- Theatrical release poster
- Directed by: Burr Steers
- Written by: Burr Steers
- Produced by: David Rubin Lisa Tornell Trish Hofmann
- Starring: Kieran Culkin Claire Danes Jeff Goldblum Amanda Peet Ryan Phillippe Bill Pullman Susan Sarandon
- Cinematography: Wedigo von Schultzendorff
- Edited by: William M. Anderson Robert Frazen Padraic McKinley
- Music by: Uwe Fahrenkrog-Petersen
- Production companies: United Artists Atlantic Streamline
- Distributed by: MGM Distribution Co.
- Release date: September 13, 2002;
- Running time: 98 minutes
- Country: United States
- Language: English
- Budget: $9 million
- Box office: $6.9 million

= Igby Goes Down =

2002 American film by Burr Steers

Igby Goes Down is a 2002 American comedy-drama film that follows the life of Igby Slocumb, a rebellious and sardonic teenager who attempts to break free of his familial ties and wealthy, overbearing mother. The film was written and directed by Burr Steers, and stars Kieran Culkin, Claire Danes, Jeff Goldblum, Susan Sarandon, Amanda Peet, Ryan Phillippe, Bill Pullman and Jared Harris. It was given a limited theatrical release through United Artists on September 13, 2002, in the United States, and received generally positive reviews from critics.
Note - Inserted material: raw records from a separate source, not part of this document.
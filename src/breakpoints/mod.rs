//! Breakpoints - Named viewport conditions and their registry.
//!
//! - [`BreakpointDefinition`] - alias, media query, priority, suffix
//! - [`BreakpointRegistry`] - ordered lookup, highest priority first
//! - [`defaults`] - the standard size and orientation tables
//! - [`BreakpointConfig`] - TOML configuration for custom sets

mod config;
pub mod defaults;
mod definition;
mod registry;

pub use config::{BreakpointConfig, BreakpointSpec};
pub use defaults::{default_breakpoints, orientation_breakpoints, responsive_breakpoints};
pub use definition::{suffix_for_alias, BreakpointDefinition};
pub use registry::BreakpointRegistry;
Culkin and Sarandon received Golden Globe nominations for their performances.

==Plot==
Jason "Igby" Slocumb Jr. is a misanthropic 17-year-old boy, rebelling against the oppressive world of his strict East Coast "old money" family. Igby fears that he will eventually suffer a mental breakdown like his schizophrenic father, Jason, who has been committed to an institution. His mother, Mimi, is self-absorbed and distant and tends to drink heavily. Igby mockingly describes his ambitious older brother Ollie as a fascist or a Young Republican who studies "neo-fascism" (economics) at Columbia University.

Igby figures that there must be a better life out there, and he sets out to find it, rebelling against his family at every opportunity. After happily flunking out of several prep schools, he ends up in a brutal military academy where he gets beaten by his classmates. After escaping and spending time in a Chicago hotel courtesy of his mother's credit card, Igby is sent to New York for the summer to stay with his godfather, successful real estate magnate D. H. Banes.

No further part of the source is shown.